━━━ Input for this task ━━━

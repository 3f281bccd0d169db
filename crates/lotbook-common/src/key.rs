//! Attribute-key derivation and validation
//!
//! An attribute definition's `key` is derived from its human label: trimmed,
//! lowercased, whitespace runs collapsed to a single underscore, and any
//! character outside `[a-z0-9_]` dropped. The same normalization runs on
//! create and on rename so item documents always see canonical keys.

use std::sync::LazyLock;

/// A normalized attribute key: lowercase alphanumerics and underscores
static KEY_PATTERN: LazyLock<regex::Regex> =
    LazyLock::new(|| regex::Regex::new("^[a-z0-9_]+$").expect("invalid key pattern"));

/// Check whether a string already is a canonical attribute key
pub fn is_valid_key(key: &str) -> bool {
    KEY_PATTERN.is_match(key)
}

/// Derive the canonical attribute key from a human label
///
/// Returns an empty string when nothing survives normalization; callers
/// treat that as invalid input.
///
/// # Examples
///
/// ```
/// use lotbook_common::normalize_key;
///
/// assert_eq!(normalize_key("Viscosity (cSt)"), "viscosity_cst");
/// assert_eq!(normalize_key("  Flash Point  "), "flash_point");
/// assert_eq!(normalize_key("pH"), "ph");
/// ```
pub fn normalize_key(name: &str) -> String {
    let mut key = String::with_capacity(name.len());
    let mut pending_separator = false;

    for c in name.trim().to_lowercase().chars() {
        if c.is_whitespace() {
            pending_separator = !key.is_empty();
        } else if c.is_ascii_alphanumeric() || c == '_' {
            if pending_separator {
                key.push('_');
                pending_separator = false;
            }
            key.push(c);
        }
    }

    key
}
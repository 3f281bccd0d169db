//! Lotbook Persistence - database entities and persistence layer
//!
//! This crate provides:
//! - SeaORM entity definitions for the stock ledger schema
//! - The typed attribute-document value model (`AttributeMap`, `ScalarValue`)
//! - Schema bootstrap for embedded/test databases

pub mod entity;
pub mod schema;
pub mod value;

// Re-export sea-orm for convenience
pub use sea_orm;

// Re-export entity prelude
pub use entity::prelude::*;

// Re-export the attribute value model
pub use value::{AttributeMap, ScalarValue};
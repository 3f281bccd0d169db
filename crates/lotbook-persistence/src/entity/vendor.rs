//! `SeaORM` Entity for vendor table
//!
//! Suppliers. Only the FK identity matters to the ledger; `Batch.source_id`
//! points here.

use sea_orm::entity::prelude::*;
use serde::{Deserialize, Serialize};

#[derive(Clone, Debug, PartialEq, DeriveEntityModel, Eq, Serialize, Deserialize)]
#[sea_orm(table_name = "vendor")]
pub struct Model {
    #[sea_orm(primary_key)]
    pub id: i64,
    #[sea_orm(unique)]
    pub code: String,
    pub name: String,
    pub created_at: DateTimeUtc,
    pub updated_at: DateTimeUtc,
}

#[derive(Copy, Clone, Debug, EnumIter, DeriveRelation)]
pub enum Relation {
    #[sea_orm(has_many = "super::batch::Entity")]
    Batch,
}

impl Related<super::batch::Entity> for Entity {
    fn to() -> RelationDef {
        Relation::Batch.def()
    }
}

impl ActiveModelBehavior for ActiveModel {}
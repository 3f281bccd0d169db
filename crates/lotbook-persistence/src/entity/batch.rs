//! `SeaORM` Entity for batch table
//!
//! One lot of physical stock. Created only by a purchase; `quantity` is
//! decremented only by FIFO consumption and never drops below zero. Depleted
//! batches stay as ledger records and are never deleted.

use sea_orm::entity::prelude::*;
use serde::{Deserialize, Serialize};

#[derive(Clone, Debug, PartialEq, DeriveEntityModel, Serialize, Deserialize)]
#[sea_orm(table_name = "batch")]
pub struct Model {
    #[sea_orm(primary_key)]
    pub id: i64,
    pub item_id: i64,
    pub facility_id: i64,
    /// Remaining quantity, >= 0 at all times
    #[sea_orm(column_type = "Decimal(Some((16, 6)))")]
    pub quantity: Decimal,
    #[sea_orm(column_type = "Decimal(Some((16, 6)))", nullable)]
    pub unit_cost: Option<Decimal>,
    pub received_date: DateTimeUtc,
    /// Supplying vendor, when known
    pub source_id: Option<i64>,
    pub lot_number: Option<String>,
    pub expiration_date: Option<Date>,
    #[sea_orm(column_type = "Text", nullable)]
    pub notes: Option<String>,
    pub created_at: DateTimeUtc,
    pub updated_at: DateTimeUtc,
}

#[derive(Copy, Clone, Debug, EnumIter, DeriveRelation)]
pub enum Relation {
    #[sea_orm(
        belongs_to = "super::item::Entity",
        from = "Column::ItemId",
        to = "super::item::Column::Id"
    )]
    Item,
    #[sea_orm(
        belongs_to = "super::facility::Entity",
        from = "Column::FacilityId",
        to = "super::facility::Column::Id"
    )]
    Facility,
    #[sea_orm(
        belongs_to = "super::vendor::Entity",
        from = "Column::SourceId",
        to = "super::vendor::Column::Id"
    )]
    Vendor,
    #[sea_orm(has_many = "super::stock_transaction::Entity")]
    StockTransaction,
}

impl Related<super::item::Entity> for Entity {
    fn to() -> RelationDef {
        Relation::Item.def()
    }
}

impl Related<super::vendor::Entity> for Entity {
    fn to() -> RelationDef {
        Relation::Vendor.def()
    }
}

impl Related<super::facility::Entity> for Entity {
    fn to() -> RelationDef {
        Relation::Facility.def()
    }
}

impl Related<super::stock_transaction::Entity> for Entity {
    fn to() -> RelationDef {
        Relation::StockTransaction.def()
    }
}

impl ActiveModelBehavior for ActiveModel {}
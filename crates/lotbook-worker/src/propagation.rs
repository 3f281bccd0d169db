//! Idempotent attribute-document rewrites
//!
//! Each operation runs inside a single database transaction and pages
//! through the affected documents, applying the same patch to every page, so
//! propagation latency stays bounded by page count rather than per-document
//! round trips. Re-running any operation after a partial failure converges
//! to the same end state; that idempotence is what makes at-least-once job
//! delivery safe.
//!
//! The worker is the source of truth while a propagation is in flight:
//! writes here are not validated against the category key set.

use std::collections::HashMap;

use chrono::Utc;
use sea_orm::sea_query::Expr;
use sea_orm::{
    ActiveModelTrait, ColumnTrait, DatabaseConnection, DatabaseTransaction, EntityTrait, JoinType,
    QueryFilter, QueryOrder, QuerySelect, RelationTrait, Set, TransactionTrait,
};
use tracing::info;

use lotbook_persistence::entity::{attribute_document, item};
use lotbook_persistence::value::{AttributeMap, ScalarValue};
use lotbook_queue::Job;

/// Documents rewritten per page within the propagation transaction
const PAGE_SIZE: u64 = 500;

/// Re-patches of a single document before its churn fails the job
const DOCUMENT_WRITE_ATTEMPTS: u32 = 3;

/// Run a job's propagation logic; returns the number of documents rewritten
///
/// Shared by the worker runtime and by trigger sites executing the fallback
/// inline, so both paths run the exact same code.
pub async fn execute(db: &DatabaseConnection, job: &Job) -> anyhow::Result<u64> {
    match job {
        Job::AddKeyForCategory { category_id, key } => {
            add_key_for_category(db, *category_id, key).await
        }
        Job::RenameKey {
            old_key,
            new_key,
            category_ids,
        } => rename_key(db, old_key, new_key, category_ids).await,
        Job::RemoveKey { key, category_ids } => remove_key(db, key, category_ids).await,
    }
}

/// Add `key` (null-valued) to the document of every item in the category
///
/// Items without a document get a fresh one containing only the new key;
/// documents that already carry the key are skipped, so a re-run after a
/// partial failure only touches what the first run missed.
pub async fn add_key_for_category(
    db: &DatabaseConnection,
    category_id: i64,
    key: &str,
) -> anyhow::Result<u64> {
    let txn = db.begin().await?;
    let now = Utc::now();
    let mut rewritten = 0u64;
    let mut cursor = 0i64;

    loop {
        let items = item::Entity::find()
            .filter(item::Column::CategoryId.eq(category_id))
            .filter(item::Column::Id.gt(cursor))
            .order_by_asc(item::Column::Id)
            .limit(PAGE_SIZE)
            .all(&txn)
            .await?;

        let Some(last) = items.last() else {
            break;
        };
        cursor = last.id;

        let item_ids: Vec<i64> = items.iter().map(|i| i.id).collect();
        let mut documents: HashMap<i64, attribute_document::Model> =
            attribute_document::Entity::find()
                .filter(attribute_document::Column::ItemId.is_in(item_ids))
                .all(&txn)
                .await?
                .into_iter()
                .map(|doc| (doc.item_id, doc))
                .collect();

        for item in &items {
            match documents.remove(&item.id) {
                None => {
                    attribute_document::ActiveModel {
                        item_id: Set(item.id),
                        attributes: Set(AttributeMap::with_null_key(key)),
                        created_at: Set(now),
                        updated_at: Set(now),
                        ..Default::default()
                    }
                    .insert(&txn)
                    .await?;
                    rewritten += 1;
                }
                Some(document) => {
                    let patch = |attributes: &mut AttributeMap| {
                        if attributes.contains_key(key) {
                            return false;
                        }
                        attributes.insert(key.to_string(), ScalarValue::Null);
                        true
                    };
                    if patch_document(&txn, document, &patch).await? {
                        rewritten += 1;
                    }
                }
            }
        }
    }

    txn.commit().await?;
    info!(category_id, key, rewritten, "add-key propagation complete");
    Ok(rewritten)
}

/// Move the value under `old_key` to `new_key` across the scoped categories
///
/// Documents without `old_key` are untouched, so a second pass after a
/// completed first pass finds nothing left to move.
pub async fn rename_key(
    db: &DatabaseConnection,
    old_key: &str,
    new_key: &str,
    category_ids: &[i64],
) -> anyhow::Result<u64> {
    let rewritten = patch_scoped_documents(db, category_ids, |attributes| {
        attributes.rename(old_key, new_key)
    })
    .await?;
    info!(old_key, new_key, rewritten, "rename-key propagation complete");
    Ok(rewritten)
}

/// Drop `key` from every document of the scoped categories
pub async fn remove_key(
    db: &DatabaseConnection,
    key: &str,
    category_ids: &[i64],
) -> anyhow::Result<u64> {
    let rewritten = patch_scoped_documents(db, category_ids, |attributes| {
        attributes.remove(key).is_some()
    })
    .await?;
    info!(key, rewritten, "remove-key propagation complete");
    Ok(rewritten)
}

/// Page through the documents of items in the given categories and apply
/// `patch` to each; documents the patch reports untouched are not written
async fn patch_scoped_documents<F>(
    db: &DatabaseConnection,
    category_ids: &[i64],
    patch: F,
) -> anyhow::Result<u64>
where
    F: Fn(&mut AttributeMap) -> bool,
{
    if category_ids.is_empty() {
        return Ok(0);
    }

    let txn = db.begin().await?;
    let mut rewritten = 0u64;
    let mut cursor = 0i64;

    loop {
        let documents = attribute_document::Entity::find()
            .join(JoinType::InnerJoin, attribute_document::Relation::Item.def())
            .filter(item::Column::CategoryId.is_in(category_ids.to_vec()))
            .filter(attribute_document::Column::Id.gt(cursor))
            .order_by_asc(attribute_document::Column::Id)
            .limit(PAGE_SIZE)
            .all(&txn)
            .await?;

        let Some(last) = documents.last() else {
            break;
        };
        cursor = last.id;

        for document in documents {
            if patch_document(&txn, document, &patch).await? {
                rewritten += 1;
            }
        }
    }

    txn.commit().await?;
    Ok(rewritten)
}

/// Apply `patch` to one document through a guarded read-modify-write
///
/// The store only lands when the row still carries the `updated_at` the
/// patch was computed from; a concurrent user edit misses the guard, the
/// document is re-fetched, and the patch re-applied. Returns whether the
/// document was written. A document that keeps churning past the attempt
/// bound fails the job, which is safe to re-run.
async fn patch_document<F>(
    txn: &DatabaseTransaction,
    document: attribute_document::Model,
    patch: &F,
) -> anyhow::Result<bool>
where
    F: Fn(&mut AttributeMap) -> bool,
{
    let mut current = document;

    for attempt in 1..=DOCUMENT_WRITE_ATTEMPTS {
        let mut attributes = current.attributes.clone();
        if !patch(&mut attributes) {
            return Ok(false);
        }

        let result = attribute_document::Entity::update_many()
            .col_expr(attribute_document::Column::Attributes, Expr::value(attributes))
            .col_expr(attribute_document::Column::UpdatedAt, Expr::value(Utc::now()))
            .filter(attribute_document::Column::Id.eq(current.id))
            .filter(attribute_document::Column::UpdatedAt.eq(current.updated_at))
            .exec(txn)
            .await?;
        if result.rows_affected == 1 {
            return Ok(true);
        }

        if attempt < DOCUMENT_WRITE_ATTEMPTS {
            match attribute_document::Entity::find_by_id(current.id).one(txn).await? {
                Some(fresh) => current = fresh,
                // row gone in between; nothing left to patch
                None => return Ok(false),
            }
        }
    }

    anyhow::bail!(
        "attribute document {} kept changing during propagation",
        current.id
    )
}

━━━

• _Problem to solve_
Go line by line through the records above and copy each one containing "Option".

• _Answer to the problem_
    pub unit_cost: Option<Decimal>,
    pub source_id: Option<i64>,
    pub lot_number: Option<String>,
    pub expiration_date: Option<Date>,
    pub notes: Option<String>,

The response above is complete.